Jack reached the chapel and walked around back to Quarters 60, where Speers ushered him inside. The chaplain listened patiently while Jack described his misgivings. A large, Old Testament figure with a booming voice and white hair swept back from his domed forehead, Speers was accustomed to homesick plebes.

“It’s really hard, Chaplain,” Jack said, sitting erect on the edge of his chair. “I’m just not sure what I should do.”

“It’s rough,” Speers agreed with a nod, “but you can do this. I know you can make it.”

“Maybe I want to be a doctor,” Jack suggested.

The chaplain rarely counseled cadets to resign. Occasionally a young man was clearly ill suited to academy life or had joined the corps for the wrong reasons. But in most cases, Speers believed, the decision had to be made by the individual in consultation with his conscience.
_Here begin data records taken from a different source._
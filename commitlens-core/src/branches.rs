use serde::{Deserialize, Serialize};
use tracing::info;

use crate::error::AnalysisError;
use crate::hosting::HostingApi;
use crate::repo_ref::RepoRef;

/// Answer to a branch listing request.
#[derive(Debug, Clone, Default, PartialEq, Eq, Serialize, Deserialize)]
#[serde(rename_all = "camelCase")]
pub struct BranchListing {
    pub valid: bool,
    /// Normalized `owner/name`, or the input as given when invalid.
    pub repo: String,
    pub default_branch: Option<String>,
    pub private: bool,
    pub branches: Vec<String>,
}

impl BranchListing {
    fn invalid(input: &str) -> Self {
        Self {
            repo: input.trim().to_string(),
            ..Self::default()
        }
    }
}

/// Validate a repository reference and list its branches, sorted by name.
///
/// An unparseable reference is not an error: it yields `valid: false`
/// without contacting the hosting API.
pub async fn list_branches(
    hosting: &dyn HostingApi,
    input: &str,
) -> Result<BranchListing, AnalysisError> {
    let Ok(repo) = RepoRef::parse(input) else {
        return Ok(BranchListing::invalid(input));
    };

    let metadata = hosting.get_repository(&repo).await?;
    let mut branches = hosting.list_branches(&repo).await?;
    branches.sort();
    info!("Listed {} branches of {}", branches.len(), repo);

    Ok(BranchListing {
        valid: true,
        repo: repo.to_string(),
        default_branch: Some(metadata.default_branch),
        private: metadata.private,
        branches,
    })
}
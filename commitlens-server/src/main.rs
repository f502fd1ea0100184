use anyhow::{Context, Result};
use std::sync::Arc;
use tokio::net::TcpListener;
use tracing::info;
use tracing_subscriber::EnvFilter;

use commitlens_core::{Analyzer, GitHubClient, OpenAIClient, ProgressRegistry};
use commitlens_server::config::Config;
use commitlens_server::{app, AppState};

#[tokio::main]
async fn main() -> Result<()> {
    tracing_subscriber::fmt()
        .with_env_filter(
            EnvFilter::try_from_default_env().unwrap_or_else(|_| EnvFilter::new("info")),
        )
        .init();

    info!("Starting commitlens {}", commitlens_server::get_version());

    let config =
        Config::from_env().context("Failed to load configuration from environment variables")?;

    if config.github_token.is_none() {
        info!("GITHUB_TOKEN not set, only public repositories are reachable");
    }
    let github_client =
        GitHubClient::with_base_url(&config.github_api_url, config.github_token.clone())?;
    let openai_client =
        OpenAIClient::with_base_url(&config.openai_base_url, config.openai_api_key.clone())?;
    info!("Summarizing with model {}", config.openai_model);

    let analyzer = Analyzer::new(
        Arc::new(github_client),
        Arc::new(openai_client),
        Arc::new(ProgressRegistry::new()),
        config.openai_model.clone(),
    );
    let app_state = Arc::new(AppState::new(analyzer));

    let listener = TcpListener::bind(format!("0.0.0.0:{}", config.port)).await?;
    info!("Server listening on port {}", config.port);

    axum::serve(listener, app(app_state)).await?;

    Ok(())
}
//! Domain types shared by every stage of the analysis pipeline.
//!
//! Field names follow the JSON contract served to the UI: commit-level
//! data is snake_case, the period aggregate is camelCase.

use chrono::{DateTime, Utc};
use serde::{Deserialize, Serialize};
use std::collections::BTreeMap;
use std::fmt;

/// Returns a truncated SHA for display (first 7 characters).
pub fn short_sha(sha: &str) -> &str {
    &sha[..7.min(sha.len())]
}

/// Identity and metadata of one commit, as returned by the commit listing.
#[derive(Debug, Clone, PartialEq, Eq, Serialize, Deserialize)]
pub struct CommitRef {
    pub sha: String,
    pub author: String,
    /// Author timestamp, falling back to the committer timestamp.
    pub date: Option<DateTime<Utc>>,
    pub message: String,
}

impl CommitRef {
    pub fn short_sha(&self) -> &str {
        short_sha(&self.sha)
    }

    /// First line of the commit message.
    pub fn title(&self) -> &str {
        self.message.lines().next().unwrap_or("")
    }
}

/// One file touched by a commit.
#[derive(Debug, Clone, PartialEq, Eq, Serialize, Deserialize)]
pub struct FileChange {
    pub filename: String,
    pub status: String,
    pub additions: u64,
    pub deletions: u64,
    pub changes: u64,
    /// Empty when the hosting API omitted the patch (binary or oversized).
    pub patch: String,
}

/// Closed classification of what a commit does.
#[derive(Debug, Clone, Copy, PartialEq, Eq, PartialOrd, Ord, Hash, Serialize, Deserialize)]
#[serde(rename_all = "lowercase")]
pub enum ChangeType {
    Feat,
    Fix,
    Refactor,
    Docs,
    Chore,
    Test,
    Build,
    Ci,
    Perf,
    Style,
    Other,
}

impl ChangeType {
    pub const ALL: [ChangeType; 11] = [
        ChangeType::Feat,
        ChangeType::Fix,
        ChangeType::Refactor,
        ChangeType::Docs,
        ChangeType::Chore,
        ChangeType::Test,
        ChangeType::Build,
        ChangeType::Ci,
        ChangeType::Perf,
        ChangeType::Style,
        ChangeType::Other,
    ];

    pub fn as_str(&self) -> &'static str {
        match self {
            Self::Feat => "feat",
            Self::Fix => "fix",
            Self::Refactor => "refactor",
            Self::Docs => "docs",
            Self::Chore => "chore",
            Self::Test => "test",
            Self::Build => "build",
            Self::Ci => "ci",
            Self::Perf => "perf",
            Self::Style => "style",
            Self::Other => "other",
        }
    }
}

impl fmt::Display for ChangeType {
    fn fmt(&self, f: &mut fmt::Formatter<'_>) -> fmt::Result {
        f.write_str(self.as_str())
    }
}

#[derive(Debug, Clone, Copy, PartialEq, Eq, PartialOrd, Ord, Hash, Serialize, Deserialize)]
#[serde(rename_all = "lowercase")]
pub enum Risk {
    Low,
    Medium,
    High,
}

impl Risk {
    pub fn as_str(&self) -> &'static str {
        match self {
            Self::Low => "low",
            Self::Medium => "medium",
            Self::High => "high",
        }
    }
}

impl fmt::Display for Risk {
    fn fmt(&self, f: &mut fmt::Formatter<'_>) -> fmt::Result {
        f.write_str(self.as_str())
    }
}

/// Structured model classification of one commit.
///
/// Matches the JSON schema the summarizer prompt asks for. Every field is
/// required; anything else is treated as malformed output.
#[derive(Debug, Clone, PartialEq, Eq, Serialize, Deserialize)]
pub struct CommitSummary {
    pub summary: String,
    pub change_type: ChangeType,
    pub areas: Vec<String>,
    pub risk: Risk,
    pub test_impact: String,
    pub notable_files: Vec<String>,
}

#[derive(Debug, Clone, Copy, Default, PartialEq, Eq, Serialize, Deserialize)]
pub struct CommitStats {
    pub additions: u64,
    pub deletions: u64,
}

/// A collected commit with its diff data and model summary attached.
#[derive(Debug, Clone, PartialEq, Eq, Serialize, Deserialize)]
pub struct EnrichedCommit {
    #[serde(flatten)]
    pub commit: CommitRef,
    pub files: Vec<FileChange>,
    pub stats: CommitStats,
    pub ai: CommitSummary,
}

/// Period-level fold over all enriched commits of a run.
#[derive(Debug, Clone, Default, PartialEq, Eq, Serialize, Deserialize)]
#[serde(rename_all = "camelCase")]
pub struct Aggregate {
    pub count: usize,
    pub files: usize,
    pub additions: u64,
    pub deletions: u64,
    pub type_counts: BTreeMap<ChangeType, usize>,
    pub risk_counts: BTreeMap<Risk, usize>,
    pub top_areas: Vec<String>,
}

/// The terminal artifact of one analysis run.
#[derive(Debug, Clone, PartialEq, Eq, Serialize, Deserialize)]
pub struct AnalysisReport {
    pub repo: String,
    pub since: String,
    pub until: String,
    pub rollup: String,
    pub commits: Vec<EnrichedCommit>,
    pub aggregate: Aggregate,
}

#[cfg(test)]
mod tests {
    use super::*;

    #[test]
    fn test_short_sha_truncates_to_seven() {
        assert_eq!(short_sha("0123456789abcdef"), "0123456");
        assert_eq!(short_sha("abc"), "abc");
    }

    #[test]
    fn test_commit_title_is_first_line() {
        let commit = CommitRef {
            sha: "deadbeef".to_string(),
            author: "Ada".to_string(),
            date: None,
            message: "feat: add parser\n\nLonger body".to_string(),
        };
        assert_eq!(commit.title(), "feat: add parser");
    }

    #[test]
    fn test_change_type_serializes_lowercase() {
        for change_type in ChangeType::ALL {
            let json = serde_json::to_string(&change_type).unwrap();
            assert_eq!(json, format!("\"{}\"", change_type.as_str()));
        }
    }

    #[test]
    fn test_unknown_change_type_is_rejected() {
        assert!(serde_json::from_str::<ChangeType>("\"feature\"").is_err());
    }

    #[test]
    fn test_aggregate_uses_camel_case_keys() {
        let mut aggregate = Aggregate::default();
        aggregate.type_counts.insert(ChangeType::Feat, 2);
        aggregate.risk_counts.insert(Risk::High, 1);
        let value = serde_json::to_value(&aggregate).unwrap();
        assert_eq!(value["typeCounts"]["feat"], 2);
        assert_eq!(value["riskCounts"]["high"], 1);
        assert!(value["topAreas"].as_array().unwrap().is_empty());
    }
}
“Why don’t you give it a few days?” he asked Jack gently. “Let’s talk in a week if you want to.”

Jack trudged back down to the barracks, brooding over his course of action. He was not a quitter; even at the age of seventeen, he prided himself on completing whatever task he had undertaken. Yet the thought of four more years in this penal camp left him numb with despair. Childhood’s over. What’s life all for anyway?

“West Point is tough!” Commandant Stilwell had warned on R-Day. “It is tough in the same way that war is tough. It calls for leaders who can stand straight and unyielding.”

George Patton believed that a man’s military life amounted to a three minute accumulation of nays and yeas that determined his career and could shape the course of history. Jack would burn one of those yeas now. He would hang on and see this through. He would stand fast, straight and unyielding, finishing what he had begun.